The IBM (Watson) team was afraid the JEOPARDY staff would write clues with puns and double meanings that could trick Watson. That, in of itself reveals one big difference between humans and computers. Humans can appreciate puns, jokes riddles and sarcasm because we understand words in context. The best that current computers can so is check whether the pun, joke, riddle or sarcastic comment has been stored it its data base. ( The AI Delusion (Oxford, 2018), p. 8)

So, as he recounts, the Jeopardy staff agreed to select clues randomly from a stockpile that had been written but never used. That was a fair solution. But in making the request, IBM was tacitly admitting that Watson could be easily fooled by an ordinary level of complexity.

Fred Flintstone once glued his fingers to a bowling ball. Barney Rubble got a big hammer. Fred said, “When I nod my head, hit it.” With the expected result. For you and me, the scene is intended as a joke. But interpreting vague pronouns in context—in this case “it”—is difficult for current AI. That will probably improve with more programming. But bigger problems loom for Watson. It is failing as a “real business” proposition (IBM’s choice of term), not at winning trivia championships.

Venture capitalist Chamath Palihapitiya, CEO of investment firm Social Capital pulls no punches,

IBM isn’t at the forefront of artificial intelligence, Social Capital CEO and founder Chamath Palihapitiya told CNBC on Monday, and he certainly isn’t a fan of IBM’s Watson.

“Watson is a joke, just to be completely honest,” he said in an interview with “Closing Bell” on the sidelines of the Sohn Investment Conference in New York…

I think what IBM is excellent at in using their sales and marketing infrastructure to convince people who have asymmetrically less knowledge to pay for something.

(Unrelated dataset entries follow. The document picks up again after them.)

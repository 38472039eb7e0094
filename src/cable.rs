use axum::{
    debug_handler,
    extract::{State, WebSocketUpgrade},
    response::IntoResponse,
};
use futures_util::{SinkExt, StreamExt};
use sqlx::SqlitePool;
use tokio::sync::broadcast;
use tracing::{debug, info, warn};

use crate::messages::model::{self, ChatMessage, NewMessage};
use crate::AppResult;

/// The single broadcast topic, exposed as a WebSocket. Every connection
/// subscribes on upgrade and is fed each newly created message as a JSON
/// text frame. Inbound frames are speak requests: `{content, username}`
/// creates a message through the same path as `POST /messages`.
#[debug_handler(state = crate::AppState)]
pub async fn cable(
    State(db_pool): State<SqlitePool>,
    State(tx): State<broadcast::Sender<ChatMessage>>,
    ws: WebSocketUpgrade,
) -> impl IntoResponse {
    ws.on_upgrade(async move |socket| {
        let mut rx = tx.subscribe();
        let (mut sender, mut receiver) = socket.split();
        info!("cable subscriber connected");

        let relay_task = tokio::spawn(async move {
            loop {
                match rx.recv().await {
                    Ok(message) => {
                        let Ok(payload) = serde_json::to_string(&message) else {
                            continue;
                        };
                        if sender.send(payload.into()).await.is_err() {
                            break;
                        }
                    }
                    // A slow subscriber drops the missed messages, not its
                    // subscription; the client repairs from /messages.
                    Err(broadcast::error::RecvError::Lagged(skipped)) => {
                        warn!("cable subscriber lagged, skipped {skipped} messages");
                    }
                    Err(broadcast::error::RecvError::Closed) => break,
                }
            }
        });

        while let Some(Ok(frame)) = receiver.next().await {
            let Ok(speak) = serde_json::from_slice::<NewMessage>(&frame.into_data()) else {
                continue;
            };

            if let Err(err) = speak_message(&db_pool, &tx, speak).await {
                warn!("speak failed: {:?}", err.0);
            }
        }

        relay_task.abort();
        info!("cable subscriber disconnected");
    })
}

/// Persist-then-publish for a speak frame. Invalid frames are dropped
/// without an answer, matching the HTTP path's validation rules.
async fn speak_message(
    db_pool: &SqlitePool,
    tx: &broadcast::Sender<ChatMessage>,
    speak: NewMessage,
) -> AppResult<()> {
    let errors = speak.validate();
    if !errors.is_empty() {
        debug!("dropping invalid speak frame: {}", errors.join(", "));
        return Ok(());
    }

    let content = speak.content.unwrap_or_default();
    let username = speak.username.unwrap_or_default();
    let created = model::insert(db_pool, &content, &username).await?;
    info!("message {} created by {} via cable", created.id, created.username);

    let _ = tx.send(created);
    Ok(())
}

Natalia Wojcik, “IBM’s Watson ‘is a joke,’ says Social Capital CEO Palihapitiya” at CNBC

Originally, IBM pitched its Watson supercomputer as a revolution in marshaling the flood of new medical information so as to enable better cancer care. Hundreds of medical papers are published each day. No one can read them all. So when a patient has cancer, a physician could, in theory, tell Watson the details so that Watson could dig through the masses papers and identify the relevant ones.

It did not turn out to be that simple, according to STAT News:

…three years after IBM began selling Watson to recommend the best cancer treatments to doctors around the world, a STAT investigation has found that the supercomputer isn’t living up to the lofty expectations IBM created for it. It is still struggling with the basic step of learning about different forms of cancer. Only a few dozen hospitals have adopted the system, which is a long way from IBM’s goal of establishing dominance in a multibillion-dollar market. And at foreign hospitals, physicians complained its advice is biased toward American patients and methods of care.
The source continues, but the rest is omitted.